日本国内で初めてAndroidを搭載した携帯端末「HT-03A」を,2009年7月10日にNTTドコモが発売した(図1)。
Androidは,米Google社が開発し,携帯電話関連の業界団体であるOHA(Open Handset Alliance)が2007年11月に発表した,ソフトウエア・スタック(複数層で構成するソフトウエア群)である。
Androidを構成するソフトには,携帯端末向けに改良されたLinuxカーネルとミドルウエア,アプリケーションの実行環境,開発環境であるアプリケーション・フレームワーク,アプリケーション,がある。
Androidは携帯端末用として開発されているものの,適用範囲は携帯端末にとどまらない。Androidが現在対応しているCPUは英ARM社のARM系と米Intel社のx86系の2種類だが,Androidはオープンソースとして公開されている。そのため,誰でも自由に他の機器に移植できる。ソフトウエアの構成や内部を独自に変更することも可能である。

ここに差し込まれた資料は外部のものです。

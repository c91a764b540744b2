use crate::config::AppConfig;
use crate::errors::NotaDezError;
use argon2::password_hash::{SaltString, rand_core::OsRng};
use argon2::{Algorithm, Argon2, Params, PasswordHash, PasswordHasher, PasswordVerifier, Version};

/// 哈希密码
pub fn hash_password(password: &str) -> Result<String, NotaDezError> {
    let config = AppConfig::get();
    let params = Params::new(
        config.argon2.memory_cost,
        config.argon2.time_cost,
        config.argon2.parallelism,
        None,
    )
    .map_err(|e| NotaDezError::validation(format!("Argon2 参数错误: {e}")))?;

    let argon2 = Argon2::new(Algorithm::Argon2id, Version::V0x13, params);
    let salt = SaltString::generate(&mut OsRng);
    let hash = argon2
        .hash_password(password.as_bytes(), &salt)
        .map_err(|e| NotaDezError::validation(format!("密码哈希失败: {e}")))?;
    Ok(hash.to_string())
}

/// 验证密码（参数从哈希串中读取）
pub fn verify_password(password: &str, hash: &str) -> bool {
    match PasswordHash::new(hash) {
        Ok(parsed_hash) => Argon2::default()
            .verify_password(password.as_bytes(), &parsed_hash)
            .is_ok(),
        Err(_) => false,
    }
}

#[cfg(test)]
mod tests {
    use super::*;

    #[test]
    fn test_hash_and_verify() {
        let hash = hash_password("segredo123").unwrap();
        assert!(hash.starts_with("$argon2id$"));
        assert!(verify_password("segredo123", &hash));
        assert!(!verify_password("segredo124", &hash));
    }

    #[test]
    fn test_garbage_hash_never_verifies() {
        assert!(!verify_password("anything", "not-a-hash"));
        assert!(!verify_password("anything", ""));
    }
}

アプリケーションの開発も自由だ。開発者は,AndroidのアプリケーションをJava言語で開発できる。標準でインストールされているアプリケーション(コア・アプリケーション)と,第3者が開発するアプリケーションとの区別はない。例えば,図1にある待ち受け画面アプリケーションのような標準ソフトも置き換えられる。
アプリケーションの開発には,オープンソースの統合開発環境「Eclipse」を利用できる。開発環境や開発を補助するAndroid用の「Eclipseプラグイン」も無償で提供されており,開発者は作業を軽減できる。